Incorporating AI Without Crashing

A Practical Roadmap for Existing Teams

Feb 03, 2026

If you want to add AI to your existing workflow, the worst place to start is with production code.

If your organization does not already execute a fully automated quality process — one that supports continuous delivery with very small, very frequent changes and fast feedback all the way to production — AI-assisted coding will amplify your problems, not solve them.

This isn’t a judgment; it’s systems thinking.

Asking an AI to write code for a weak delivery system is like putting a bigger engine in a car with no way to steer or stop. You will go faster, briefly, and then something expensive will happen.

So where should you start?

Use agents to help you fix the problems that prevent you from being “good” at delivery in the first place.

This is the pragmatic roadmap I recommend for teams that want real value sooner and more safely, using AI without YOLO-ing garbage into production.

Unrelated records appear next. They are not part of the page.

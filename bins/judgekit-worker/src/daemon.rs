/// JSON-lines plumbing between stdio and the submission pool.
///
/// One `SubmissionRequest` per input line, one `CompletedSubmission` per
/// output line. Output order is completion order; consumers correlate by id.

use anyhow::{Context, Result};
use judgekit_builder::pool::{PoolError, SubmissionPool};
use judgekit_common::types::{CompletedSubmission, SubmissionRequest};
use tokio::io::{AsyncBufRead, AsyncBufReadExt, AsyncWrite, AsyncWriteExt};
use tokio::sync::mpsc;
use tracing::{debug, error, info, warn};

/// Feed requests into the pool until EOF. Returns how many were accepted.
pub async fn read_requests<R>(reader: R, pool: &SubmissionPool) -> Result<usize>
where
    R: AsyncBufRead + Unpin,
{
    let mut lines = reader.lines();
    let mut accepted = 0;
    let mut line_number = 0usize;

    while let Some(line) = lines.next_line().await.context("failed to read submission")? {
        line_number += 1;
        if line.trim().is_empty() {
            continue;
        }

        let request: SubmissionRequest = match serde_json::from_str(&line) {
            Ok(request) => request,
            Err(e) => {
                error!(line = line_number, error = %e, "skipping malformed submission");
                continue;
            }
        };

        debug!(
            submission_id = %request.id,
            problem_type = %request.problem.problem_type,
            test_cases = request.test_cases.len(),
            "received submission"
        );
        match pool.submit(request).await {
            Ok(_) => accepted += 1,
            Err(PoolError::ShuttingDown) => {
                warn!("pool is shutting down, no longer reading submissions");
                break;
            }
            Err(e) => return Err(e.into()),
        }
    }

    info!(accepted, "input closed");
    Ok(accepted)
}

/// Write results until the pool drops its end of the channel.
pub async fn write_results<W>(mut results: mpsc::UnboundedReceiver<CompletedSubmission>, mut writer: W) -> Result<usize>
where
    W: AsyncWrite + Unpin,
{
    let mut written = 0;
    while let Some(completed) = results.recv().await {
        let mut line = serde_json::to_vec(&completed).context("failed to encode result")?;
        line.push(b'\n');
        writer.write_all(&line).await.context("failed to write result")?;
        writer.flush().await.context("failed to flush result")?;
        written += 1;
    }
    Ok(written)
}
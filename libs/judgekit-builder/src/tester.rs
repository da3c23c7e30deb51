/// Testers - Step Sequences per Problem Type
///
/// **Core Responsibility:**
/// Map each problem type to an ordered list of build steps and drive a
/// submission through it.
///
/// **Critical Properties:**
/// - Mappings are data: built-in defaults, optionally overridden per
///   problem type from a JSON file
/// - Every sequence is checked when the registry is built: unknown step ids
///   and steps whose required artifacts nothing earlier produces are
///   rejected at startup, not when a student submits
/// - [`Tester::test`] never fails: pipeline errors become an
///   `INTERNAL_ERROR` verdict with one result per test case

use crate::artifact::{ArtifactKind, ArtifactStore};
use crate::error::PipelineError;
use crate::sandbox::SandboxedExecutor;
use crate::step::{BuildContext, BuildStep, StepFlow};
use crate::steps::{step_by_id, ProgramSource, Workspace};
use judgekit_common::config::BuilderConfig;
use judgekit_common::types::{Problem, ProblemType, SubmissionRequest, SubmissionResult, TestCase};
use std::collections::{BTreeMap, HashMap, HashSet};
use std::path::{Path, PathBuf};
use std::sync::Arc;
use std::time::Instant;
use thiserror::Error;
use tracing::{debug, error, info, instrument};

#[derive(Debug, Error)]
pub enum RegistryError {
    #[error("failed to read tester mapping {path}: {source}")]
    Read {
        path: PathBuf,
        #[source]
        source: std::io::Error,
    },

    #[error("failed to parse tester mapping {path}: {source}")]
    Parse {
        path: PathBuf,
        #[source]
        source: serde_json::Error,
    },

    #[error("unknown step '{step}' in the sequence for {problem_type}")]
    UnknownStep {
        problem_type: ProblemType,
        step: String,
    },

    #[error("step '{step}' for {problem_type} requires {artifact}, which no earlier step produces")]
    Unsatisfied {
        problem_type: ProblemType,
        step: &'static str,
        artifact: &'static str,
    },

    #[error("the sequence for {0} never produces a submission result")]
    NoResult(ProblemType),

    #[error("no tester for problem type {0}")]
    NoTester(ProblemType),
}

/// Artifacts present before the first step runs.
fn seed_kinds() -> Vec<ArtifactKind> {
    vec![
        ArtifactKind::of::<Problem>(),
        ArtifactKind::of::<Vec<TestCase>>(),
        ArtifactKind::of::<ProgramSource>(),
        ArtifactKind::of::<Workspace>(),
    ]
}

/// Built-in step sequences.
pub fn default_sequences() -> HashMap<ProblemType, Vec<String>> {
    const RUN_AND_CHECK_OUTPUT: [&str; 5] = [
        "translate_diagnostics",
        "create_test_commands",
        "execute_commands",
        "check_output",
        "assemble_result",
    ];
    const RUN_AND_CHECK_FUNCTION: [&str; 5] = [
        "translate_diagnostics",
        "create_test_commands",
        "execute_commands",
        "check_function_results",
        "assemble_result",
    ];

    let sequence = |head: &[&str], tail: &[&str]| -> Vec<String> {
        head.iter().chain(tail).map(|s| s.to_string()).collect()
    };

    let native_program = sequence(&["compile_native"], &RUN_AND_CHECK_OUTPUT);
    let native_function = sequence(&["add_function_scaffolding", "compile_native"], &RUN_AND_CHECK_FUNCTION);
    let script_function = sequence(&["add_function_scaffolding", "check_script_syntax"], &RUN_AND_CHECK_FUNCTION);

    HashMap::from([
        (ProblemType::CProgram, native_program.clone()),
        (ProblemType::CPlusPlusProgram, native_program),
        (ProblemType::CFunction, native_function.clone()),
        (ProblemType::CPlusPlusFunction, native_function),
        (
            ProblemType::JavaProgram,
            sequence(&["resolve_external_library", "compile_java"], &RUN_AND_CHECK_OUTPUT),
        ),
        (
            ProblemType::JavaMethod,
            sequence(
                &["resolve_external_library", "add_function_scaffolding", "compile_java"],
                &RUN_AND_CHECK_FUNCTION,
            ),
        ),
        (ProblemType::PythonFunction, script_function.clone()),
        (ProblemType::RubyMethod, script_function),
    ])
}
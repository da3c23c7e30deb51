// Per-process resource limits, applied in the child between fork and exec.

use super::SandboxProfile;
use judgekit_common::config::BuilderConfig;
use nix::sys::resource::{setrlimit, Resource};

#[derive(Debug, Clone, Copy, PartialEq, Eq)]
pub struct ResourceLimits {
    pub cpu_secs: u64,
    pub address_space_bytes: Option<u64>,
    pub file_size_bytes: Option<u64>,
    pub stack_bytes: Option<u64>,
    pub open_files: Option<u64>,
}

impl ResourceLimits {
    pub fn for_profile(config: &BuilderConfig, profile: SandboxProfile) -> Self {
        match profile {
            SandboxProfile::Toolchain => Self {
                cpu_secs: config.compile_timeout_ms.div_ceil(1000).max(1),
                address_space_bytes: None,
                file_size_bytes: None,
                stack_bytes: None,
                open_files: None,
            },
            SandboxProfile::Native | SandboxProfile::Interpreter => Self {
                cpu_secs: config.cpu_time_secs,
                address_space_bytes: Some(config.memory_limit_bytes),
                file_size_bytes: Some(config.file_size_bytes),
                stack_bytes: Some(config.stack_bytes),
                open_files: Some(config.max_open_files),
            },
            // The JVM reserves far more address space than it uses.
            SandboxProfile::Jvm => Self {
                cpu_secs: config.cpu_time_secs,
                address_space_bytes: None,
                file_size_bytes: Some(config.file_size_bytes),
                stack_bytes: Some(config.stack_bytes),
                open_files: None,
            },
        }
    }

    /// Install the limits on the calling process.
    ///
    /// The CPU hard limit sits one second above the soft one, so the process
    /// first receives `SIGXCPU` and is then killed outright.
    pub fn apply(&self) -> nix::Result<()> {
        setrlimit(Resource::RLIMIT_CPU, self.cpu_secs, self.cpu_secs + 1)?;
        setrlimit(Resource::RLIMIT_CORE, 0, 0)?;
        if let Some(bytes) = self.address_space_bytes {
            setrlimit(Resource::RLIMIT_AS, bytes, bytes)?;
        }
        if let Some(bytes) = self.file_size_bytes {
            setrlimit(Resource::RLIMIT_FSIZE, bytes, bytes)?;
        }
        if let Some(bytes) = self.stack_bytes {
            setrlimit(Resource::RLIMIT_STACK, bytes, bytes)?;
        }
        if let Some(files) = self.open_files {
            setrlimit(Resource::RLIMIT_NOFILE, files, files)?;
        }
        Ok(())
    }
}

#[cfg(test)]
mod tests {
    use super::*;

    #[test]
    fn test_native_limits_follow_config() {
        let config = BuilderConfig {
            cpu_time_secs: 3,
            memory_limit_bytes: 64 * 1024 * 1024,
            ..BuilderConfig::default()
        };

        let limits = ResourceLimits::for_profile(&config, SandboxProfile::Native);

        assert_eq!(limits.cpu_secs, 3);
        assert_eq!(limits.address_space_bytes, Some(64 * 1024 * 1024));
        assert_eq!(limits.file_size_bytes, Some(0));
    }

    #[test]
    fn test_jvm_has_no_address_space_limit() {
        let limits = ResourceLimits::for_profile(&BuilderConfig::default(), SandboxProfile::Jvm);
        assert_eq!(limits.address_space_bytes, None);
        assert_eq!(limits.file_size_bytes, Some(0));
    }

    #[test]
    fn test_toolchain_cpu_covers_compile_timeout() {
        let config = BuilderConfig {
            compile_timeout_ms: 2_500,
            ..BuilderConfig::default()
        };
        let limits = ResourceLimits::for_profile(&config, SandboxProfile::Toolchain);
        assert_eq!(limits.cpu_secs, 3);
        assert_eq!(limits.file_size_bytes, None);
    }
}
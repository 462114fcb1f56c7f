//! Session-token extraction.
//!
//! The token is read from the configured cookie first, then from an
//! `Authorization: Bearer` header. A missing or malformed token is not an
//! error; the visitor is simply anonymous.

use std::convert::Infallible;

use axum::{
  extract::FromRequestParts,
  http::{HeaderMap, header, request::Parts},
};
use axum_extra::extract::CookieJar;
use paywall_core::session::SessionToken;

use crate::{AppState, Backend, Payments};

/// The visitor's session token, if they presented one.
pub struct VisitorToken(pub Option<SessionToken>);

impl VisitorToken {
  pub fn token(&self) -> Option<&SessionToken> { self.0.as_ref() }
}

/// Pull a session token out of `headers`.
pub fn token_from_headers(
  headers: &HeaderMap,
  cookie_name: &str,
) -> Option<SessionToken> {
  let jar = CookieJar::from_headers(headers);
  let from_cookie = jar
    .get(cookie_name)
    .and_then(|cookie| SessionToken::new(cookie.value_trimmed()));

  from_cookie.or_else(|| {
    headers
      .get(header::AUTHORIZATION)
      .and_then(|v| v.to_str().ok())
      .and_then(|v| v.strip_prefix("Bearer "))
      .and_then(|t| SessionToken::new(t.trim()))
  })
}

impl<B: Backend, P: Payments> FromRequestParts<AppState<B, P>> for VisitorToken {
  type Rejection = Infallible;

  async fn from_request_parts(
    parts: &mut Parts,
    state: &AppState<B, P>,
  ) -> Result<Self, Self::Rejection> {
    Ok(VisitorToken(token_from_headers(
      &parts.headers,
      &state.config.session_cookie,
    )))
  }
}

#[cfg(test)]
mod tests {
  use axum::http::HeaderValue;

  use super::*;

  fn headers(pairs: &[(header::HeaderName, &str)]) -> HeaderMap {
    let mut map = HeaderMap::new();
    for (k, v) in pairs {
      map.append(k.clone(), HeaderValue::from_str(v).unwrap());
    }
    map
  }

  #[test]
  fn reads_named_cookie() {
    let h = headers(&[(header::COOKIE, "a=1; paywall_session=tok; b=2")]);
    let token = token_from_headers(&h, "paywall_session").unwrap();
    assert_eq!(token.expose(), "tok");
  }

  #[test]
  fn reads_cookie_across_multiple_headers() {
    let h = headers(&[
      (header::COOKIE, "a=1"),
      (header::COOKIE, "paywall_session=\"tok\""),
    ]);
    assert_eq!(token_from_headers(&h, "paywall_session").unwrap().expose(), "tok");
  }

  #[test]
  fn cookie_name_must_match_exactly() {
    let h = headers(&[(header::COOKIE, "paywall_session_old=tok")]);
    assert!(token_from_headers(&h, "paywall_session").is_none());
  }

  #[test]
  fn percent_encoded_cookie_is_decoded() {
    let h = headers(&[(header::COOKIE, "paywall_session=tok%2Fabc")]);
    assert_eq!(token_from_headers(&h, "paywall_session").unwrap().expose(), "tok/abc");
  }

  #[test]
  fn cookie_wins_over_bearer() {
    let h = headers(&[
      (header::AUTHORIZATION, "Bearer other"),
      (header::COOKIE, "paywall_session=tok"),
    ]);
    assert_eq!(token_from_headers(&h, "paywall_session").unwrap().expose(), "tok");
  }

  #[test]
  fn falls_back_to_bearer() {
    let h = headers(&[(header::AUTHORIZATION, "Bearer tok")]);
    assert_eq!(token_from_headers(&h, "paywall_session").unwrap().expose(), "tok");
  }

  #[test]
  fn empty_values_are_anonymous() {
    let h = headers(&[
      (header::COOKIE, "paywall_session="),
      (header::AUTHORIZATION, "Basic dXNlcjpwYXNz"),
    ]);
    assert!(token_from_headers(&h, "paywall_session").is_none());
  }
}
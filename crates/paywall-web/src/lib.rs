//! HTTP surface for the paywall.
//!
//! Exposes an axum [`Router`] that gates post content behind an active
//! subscription. Every route returns JSON; rendering is the client's job.
//!
//! | Method | Path | Notes |
//! |--------|------|-------|
//! | `GET`  | `/` | Subscription product and price |
//! | `GET`  | `/posts` | Public listing |
//! | `GET`  | `/posts/{slug}` | Full post, or 307 to the preview |
//! | `GET`  | `/posts/preview/{slug}` | Preview, never redirects |
//! | `GET`  | `/posts/preview/{slug}/access` | Post-render upgrade check |
//! | `POST` | `/subscribe` | Sign-in, listing, or checkout |

pub mod error;
pub mod handlers;
pub mod session;
pub mod upgrade;

pub use error::Error;

use std::{path::PathBuf, sync::Arc, time::Duration};

use axum::{
  Router,
  routing::{get, post},
};
use paywall_core::{
  provider::{ContentProvider, PaymentProvider, SessionProvider},
  resolver::SessionResolver,
};
use serde::Deserialize;
use tower_http::trace::TraceLayer;

use handlers::{home, posts, preview, subscribe};

// ─── Configuration ────────────────────────────────────────────────────────────

/// Runtime server configuration, deserialised from `config.toml` and
/// `PAYWALL_*` environment variables.
#[derive(Deserialize, Clone)]
pub struct ServerConfig {
  pub host:                   String,
  pub port:                   u16,
  /// Public origin, used for checkout success/cancel URLs.
  pub base_url:               String,
  pub store_path:             PathBuf,
  #[serde(default = "default_session_cookie")]
  pub session_cookie:         String,
  #[serde(default = "default_session_cache_ttl_secs")]
  pub session_cache_ttl_secs: u64,
  /// Where anonymous visitors are sent to sign in.
  pub sign_in_url:            String,
  pub stripe_secret_key:      String,
  pub stripe_price_id:        String,
  #[serde(default = "default_stripe_api_base")]
  pub stripe_api_base:        String,
}

fn default_session_cookie() -> String { "paywall_session".to_string() }

fn default_session_cache_ttl_secs() -> u64 { 30 }

fn default_stripe_api_base() -> String { "https://api.stripe.com".to_string() }

// ─── Backends ─────────────────────────────────────────────────────────────────

/// A store that serves both content and sessions.
pub trait Backend:
  ContentProvider + SessionProvider + Clone + Send + Sync + 'static
{
}

impl<T> Backend for T where
  T: ContentProvider + SessionProvider + Clone + Send + Sync + 'static
{
}

pub trait Payments: PaymentProvider + Clone + Send + Sync + 'static {}

impl<T> Payments for T where T: PaymentProvider + Clone + Send + Sync + 'static {}

// ─── Application state ────────────────────────────────────────────────────────

/// Shared state threaded through all axum handlers.
#[derive(Clone)]
pub struct AppState<B: Backend, P: Payments> {
  pub content:  Arc<B>,
  pub sessions: Arc<SessionResolver<B>>,
  pub payments: Arc<P>,
  pub config:   Arc<ServerConfig>,
}

impl<B: Backend, P: Payments> AppState<B, P> {
  pub fn new(backend: B, payments: P, config: ServerConfig) -> Self {
    let backend = Arc::new(backend);
    let ttl = Duration::from_secs(config.session_cache_ttl_secs);
    Self {
      sessions: Arc::new(SessionResolver::new(backend.clone(), ttl)),
      content:  backend,
      payments: Arc::new(payments),
      config:   Arc::new(config),
    }
  }
}

// ─── Router ───────────────────────────────────────────────────────────────────

/// Build the axum [`Router`] for the paywall.
pub fn router<B: Backend, P: Payments>(state: AppState<B, P>) -> Router {
  Router::new()
    .route("/", get(home::handler::<B, P>))
    .route("/health", get(health))
    .route("/posts", get(posts::list::<B, P>))
    .route("/posts/{slug}", get(posts::full::<B, P>))
    .route("/posts/preview/{slug}", get(preview::page::<B, P>))
    .route("/posts/preview/{slug}/access", get(preview::access::<B, P>))
    .route("/subscribe", post(subscribe::handler::<B, P>))
    .layer(TraceLayer::new_for_http())
    .with_state(state)
}

async fn health() -> &'static str { "ok" }

// ─── Integration tests ────────────────────────────────────────────────────────
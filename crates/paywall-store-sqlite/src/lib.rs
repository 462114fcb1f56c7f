//! SQLite backend for the paywall's content and session providers.
//!
//! Wraps [`tokio_rusqlite`] so all database access runs on a dedicated thread
//! without blocking the async runtime.

mod encode;
mod schema;
mod store;

pub mod error;

pub use error::{Error, Result};
pub use store::SqliteStore;

#[cfg(test)]
mod tests;
pub mod home;
pub mod posts;
pub mod preview;
pub mod subscribe;

use axum::{
  Json,
  http::{StatusCode, header},
  response::{IntoResponse, Response},
};
use paywall_core::content::Post;
use serde::Serialize;
use serde_json::json;

/// Body of a redirect response; mirrors the `Location` header.
#[derive(Debug, Serialize)]
pub(super) struct RedirectDescriptor<'a> {
  pub destination: &'a str,
  pub permanent:   bool,
}

/// `307` to `destination` with a JSON descriptor body. Never permanent.
pub(super) fn redirect_response(destination: &str) -> Response {
  let descriptor = RedirectDescriptor { destination, permanent: false };
  (
    StatusCode::TEMPORARY_REDIRECT,
    [(header::LOCATION, destination.to_owned())],
    Json(json!({ "redirect": descriptor })),
  )
    .into_response()
}

pub(super) fn post_response(post: Post) -> Response {
  Json(json!({ "post": post })).into_response()
}
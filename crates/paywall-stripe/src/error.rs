//! Error type for `paywall-stripe`.

use thiserror::Error;

#[derive(Debug, Error)]
pub enum Error {
  #[error("http error: {0}")]
  Http(#[from] reqwest::Error),

  /// Stripe answered with a non-success status.
  #[error("stripe returned {status}: {message}")]
  Api { status: u16, message: String },

  #[error("stripe response is missing `{0}`")]
  MissingField(&'static str),
}

pub type Result<T, E = Error> = std::result::Result<T, E>;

AI as Organizational Chaos Testing

I recently told Charity Majors that introducing AI into an organization is effectively chaos testing for the organization itself. It is the fastest way I’ve seen to surface systemic weaknesses that were already there — unclear requirements, weak feedback loops, brittle quality processes, and governance theater that collapses under real pressure.

Chaos engineering of systems does this intentionally by injecting failure to reveal hidden coupling and fragility.

AI does the same thing — unintentionally, but relentlessly.

When you add AI to development workflows:

Vague requirements fail faster
Missing tests are exposed immediately
Weak guardrails get bypassed
Slow feedback loops become painfully obvious

The AI didn’t create those problems. It just removed the illusion that they weren’t there.

This is why so many organizations conclude that “AI doesn’t work for us.” What they’ve really learned is that their delivery system only functioned because humans were compensating for broken processes with experience, heroics, and institutional knowledge.

You can use AI as a diagnostic tool to surface these, but I wouldn’t suggest it. I’d suggest assuming you have these problems unless you are already shipping to production daily with low defect rates.

So, where SHOULD we start?

Step 1: Start With Good Tools

This part is obvious to anyone who’s struggled with Temu grade tools or tried to use a slotted screwdriver to drive a Phillips screw. When I’m focused on woodworking projects, I use the best tools I can afford because accuracy produces less waste and frustration than the false economy of inexpensive tools.

For work (as of today), I primarily lean on Claude and Gemini. Not because they are magical, but because they are the best models I can find right now; weaker models are less capable, less accurate, and cause more rework. Hallucinations, shallow reasoning, and inconsistent outputs all add friction to feedback loops.

A better model reduces the time you spend debugging the assistant rather than the problem.

Step 2: Clarify the Work Before Anyone Codes

The lowest-risk, highest-return use of AI is feedback on written intent.

Before code exists, you already have artifacts:

Requirements
User stories
Acceptance criteria
Feature descriptions
Tickets, documents, or whatever your organization calls “the thing we think we want.”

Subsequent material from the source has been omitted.